■ What is expected ■
From the entries, copy each line that includes "CompileSpec".

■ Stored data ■

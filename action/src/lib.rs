// Copyright 2025 Javelin project contributors (see CONTRIBUTORS.md).
// Licensed under the Apache License, Version 2.0 (see LICENSE).

use std::fmt;
use std::path::{Path, PathBuf};
use std::sync::OnceLock;

///
/// A compilable, runnable unit: typically one test class, optionally narrowed to a single method
/// with a `#method` selector.
///
/// Actions are created during discovery and immutable afterwards, with one exception: the working
/// directory is derived and assigned exactly once while the run is being prepared.
///
#[derive(Debug)]
pub struct Action {
    name: String,
    source_file: Option<PathBuf>,
    source_path: Option<PathBuf>,
    resources_dir: Option<PathBuf>,
    user_dir: OnceLock<PathBuf>,
}

impl Action {
    ///
    /// Creates an Action for a qualified name such as `ex.AddTest` or `ex.AddTest#plus`.
    ///
    /// Names are dot separated, with an optional single `#` selecting one method; each segment
    /// must be a plausible identifier.
    ///
    pub fn new(name: &str) -> Result<Action, String> {
        validate_name(name)?;
        Ok(Action {
            name: name.to_owned(),
            source_file: None,
            source_path: None,
            resources_dir: None,
            user_dir: OnceLock::new(),
        })
    }

    pub fn with_source_file(mut self, source_file: PathBuf) -> Action {
        self.source_file = Some(source_file);
        self
    }

    pub fn with_source_path(mut self, source_path: PathBuf) -> Action {
        self.source_path = Some(source_path);
        self
    }

    pub fn with_resources_dir(mut self, resources_dir: PathBuf) -> Action {
        self.resources_dir = Some(resources_dir);
        self
    }

    pub fn name(&self) -> &str {
        &self.name
    }

    /// The class portion of the name: everything before the `#` selector, if there is one.
    pub fn class_name(&self) -> &str {
        match self.name.split_once('#') {
            Some((class, _)) => class,
            None => &self.name,
        }
    }

    /// The `#method` selector, if the action names a single method.
    pub fn method_name(&self) -> Option<&str> {
        self.name.split_once('#').map(|(_, method)| method)
    }

    pub fn source_file(&self) -> Option<&Path> {
        self.source_file.as_deref()
    }

    pub fn source_path(&self) -> Option<&Path> {
        self.source_path.as_deref()
    }

    pub fn resources_dir(&self) -> Option<&Path> {
        self.resources_dir.as_deref()
    }

    ///
    /// Assigns the working directory for this action. May be called at most once, during run
    /// preparation; later calls fail rather than silently moving the action.
    ///
    pub fn set_user_dir(&self, dir: PathBuf) -> Result<(), String> {
        self.user_dir
            .set(dir)
            .map_err(|dir| format!("Working directory for {} already set: {}", self.name, dir.display()))
    }

    /// The working directory assigned during preparation.
    pub fn user_dir(&self) -> Option<&Path> {
        self.user_dir.get().map(PathBuf::as_path)
    }

    ///
    /// The filesystem-safe form of this action's name, used for per-action scratch and artifact
    /// paths: the `#` selector joins the class name with an underscore.
    ///
    pub fn file_name(&self) -> String {
        self.name.replace('#', "_")
    }
}

impl fmt::Display for Action {
    fn fmt(&self, f: &mut fmt::Formatter<'_>) -> fmt::Result {
        write!(f, "{}", self.name)
    }
}

///
/// Splits a qualified outcome or action name into filesystem path components: dots and the `#`
/// selector both become separators, so `a.b.C#m` stores under `a/b/C/m`.
///
pub fn name_path_components(name: &str) -> Vec<&str> {
    name.split(['.', '#']).filter(|s| !s.is_empty()).collect()
}

fn validate_name(name: &str) -> Result<(), String> {
    if name.is_empty() {
        return Err("Action names must be non-empty".to_owned());
    }
    if name.matches('#').count() > 1 {
        return Err(format!("Invalid action name (multiple `#` selectors): {name}"));
    }
    for segment in name.split(['.', '#']) {
        if segment.is_empty() {
            return Err(format!("Invalid action name (empty segment): {name}"));
        }
        let mut chars = segment.chars();
        let first = chars.next().unwrap();
        if !(first.is_alphabetic() || first == '_' || first == '$') {
            return Err(format!("Invalid action name segment `{segment}`: {name}"));
        }
        if !chars.all(|c| c.is_alphanumeric() || c == '_' || c == '$') {
            return Err(format!("Invalid action name segment `{segment}`: {name}"));
        }
    }
    Ok(())
}

#[cfg(test)]
mod tests;
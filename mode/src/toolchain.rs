// Copyright 2025 Javelin project contributors (see CONTRIBUTORS.md).
// Licensed under the Apache License, Version 2.0 (see LICENSE).
use std::path::{Path, PathBuf};
use std::process::Stdio;

use async_trait::async_trait;
use log::debug;
use tokio::process::Command;

use crate::Classpath;

///
/// A failed tool invocation, with the output it produced: compile errors become the output of a
/// `COMPILE_FAILED` outcome, so the text is kept verbatim.
///
#[derive(Debug)]
pub struct ToolFailure {
    pub summary: String,
    pub output: String,
}

impl ToolFailure {
    pub fn into_text(self) -> String {
        if self.output.is_empty() {
            self.summary
        } else {
            format!("{}\n{}", self.summary, self.output)
        }
    }
}

#[derive(Debug)]
pub struct CompileSpec<'a> {
    pub sources: Vec<PathBuf>,
    pub classpath: &'a Classpath,
    pub source_path: &'a [PathBuf],
    pub destination: &'a Path,
}

///
/// The concrete build and device tools, behind a small interface so the modes can be exercised
/// without a JDK or an attached device. The flag vocabulary below is the tools' own; nothing
/// else in the system knows it.
///
#[async_trait]
pub trait Toolchain: Send + Sync {
    async fn javac(&self, spec: CompileSpec<'_>) -> Result<(), ToolFailure>;

    async fn jar(&self, jar_out: &Path, classes_dir: &Path) -> Result<(), ToolFailure>;

    async fn dex(&self, jar_in: &Path, dex_out: &Path) -> Result<(), ToolFailure>;

    async fn package_apk(
        &self,
        apk_out: &Path,
        manifest: &Path,
        contents_dir: &Path,
    ) -> Result<(), ToolFailure>;

    async fn sign_apk(&self, apk: &Path, keystore: &Path) -> Result<(), ToolFailure>;

    /// Creates a throwaway signing keystore for test APKs.
    async fn generate_keystore(&self, keystore: &Path) -> Result<(), ToolFailure>;

    async fn install_apk(&self, apk: &Path) -> Result<(), ToolFailure>;

    async fn uninstall(&self, package: &str) -> Result<(), ToolFailure>;
}

/// Password for the throwaway signing keystore; it protects nothing.
const KEYSTORE_PASSWORD: &str = "javelin";

///
/// The real toolchain: shells out to `javac`, `dx`, `aapt`, `jarsigner`, `keytool` and `adb`,
/// all expected on the PATH unless overridden.
///
pub struct ExecToolchain {
    pub javac: String,
    pub jar: String,
    pub dx: String,
    pub aapt: String,
    pub jarsigner: String,
    pub keytool: String,
    pub adb: String,
}

impl Default for ExecToolchain {
    fn default() -> ExecToolchain {
        ExecToolchain {
            javac: "javac".to_owned(),
            jar: "jar".to_owned(),
            dx: "dx".to_owned(),
            aapt: "aapt".to_owned(),
            jarsigner: "jarsigner".to_owned(),
            keytool: "keytool".to_owned(),
            adb: "adb".to_owned(),
        }
    }
}

async fn run_tool(tool: &str, args: &[String]) -> Result<(), ToolFailure> {
    debug!("executing {tool} {}", args.join(" "));
    let output = Command::new(tool)
        .args(args)
        .stdin(Stdio::null())
        .output()
        .await
        .map_err(|e| ToolFailure {
            summary: format!("Failed to execute `{tool}`: {e}"),
            output: String::new(),
        })?;
    if output.status.success() {
        return Ok(());
    }
    let mut text = String::from_utf8_lossy(&output.stdout).into_owned();
    let stderr = String::from_utf8_lossy(&output.stderr);
    if !stderr.is_empty() {
        if !text.is_empty() {
            text.push('\n');
        }
        text.push_str(&stderr);
    }
    Err(ToolFailure {
        summary: format!("`{tool}` failed ({})", output.status),
        output: text,
    })
}

fn path_arg(path: &Path) -> String {
    path.to_string_lossy().into_owned()
}

#[async_trait]
impl Toolchain for ExecToolchain {
    async fn javac(&self, spec: CompileSpec<'_>) -> Result<(), ToolFailure> {
        let mut args = vec!["-g".to_owned(), "-d".to_owned(), path_arg(spec.destination)];
        if !spec.classpath.is_empty() {
            args.push("-classpath".to_owned());
            args.push(spec.classpath.to_string());
        }
        if !spec.source_path.is_empty() {
            args.push("-sourcepath".to_owned());
            args.push(
                Classpath::of(spec.source_path.iter().cloned()).to_string(),
            );
        }
        args.extend(spec.sources.iter().map(|s| path_arg(s)));
        run_tool(&self.javac, &args).await
    }

    async fn jar(&self, jar_out: &Path, classes_dir: &Path) -> Result<(), ToolFailure> {
        run_tool(
            &self.jar,
            &[
                "cf".to_owned(),
                path_arg(jar_out),
                "-C".to_owned(),
                path_arg(classes_dir),
                ".".to_owned(),
            ],
        )
        .await
    }

    async fn dex(&self, jar_in: &Path, dex_out: &Path) -> Result<(), ToolFailure> {
        run_tool(
            &self.dx,
            &[
                "--dex".to_owned(),
                format!("--output={}", dex_out.display()),
                path_arg(jar_in),
            ],
        )
        .await
    }

    async fn package_apk(
        &self,
        apk_out: &Path,
        manifest: &Path,
        contents_dir: &Path,
    ) -> Result<(), ToolFailure> {
        run_tool(
            &self.aapt,
            &[
                "package".to_owned(),
                "-f".to_owned(),
                "-M".to_owned(),
                path_arg(manifest),
                "-F".to_owned(),
                path_arg(apk_out),
                path_arg(contents_dir),
            ],
        )
        .await
    }

    async fn sign_apk(&self, apk: &Path, keystore: &Path) -> Result<(), ToolFailure> {
        run_tool(
            &self.jarsigner,
            &[
                "-keystore".to_owned(),
                path_arg(keystore),
                "-storepass".to_owned(),
                KEYSTORE_PASSWORD.to_owned(),
                path_arg(apk),
                "javelin".to_owned(),
            ],
        )
        .await
    }

    async fn generate_keystore(&self, keystore: &Path) -> Result<(), ToolFailure> {
        run_tool(
            &self.keytool,
            &[
                "-genkeypair".to_owned(),
                "-alias".to_owned(),
                "javelin".to_owned(),
                "-keyalg".to_owned(),
                "RSA".to_owned(),
                "-validity".to_owned(),
                "365".to_owned(),
                "-dname".to_owned(),
                "CN=javelin".to_owned(),
                "-keystore".to_owned(),
                path_arg(keystore),
                "-storepass".to_owned(),
                KEYSTORE_PASSWORD.to_owned(),
                "-keypass".to_owned(),
                KEYSTORE_PASSWORD.to_owned(),
            ],
        )
        .await
    }

    async fn install_apk(&self, apk: &Path) -> Result<(), ToolFailure> {
        run_tool(
            &self.adb,
            &["install".to_owned(), "-r".to_owned(), path_arg(apk)],
        )
        .await
    }

    async fn uninstall(&self, package: &str) -> Result<(), ToolFailure> {
        run_tool(&self.adb, &["uninstall".to_owned(), package.to_owned()]).await
    }
}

■ Written response ■
pub struct CompileSpec<'a> {
    async fn javac(&self, spec: CompileSpec<'_>) -> Result<(), ToolFailure>;
    async fn javac(&self, spec: CompileSpec<'_>) -> Result<(), ToolFailure> {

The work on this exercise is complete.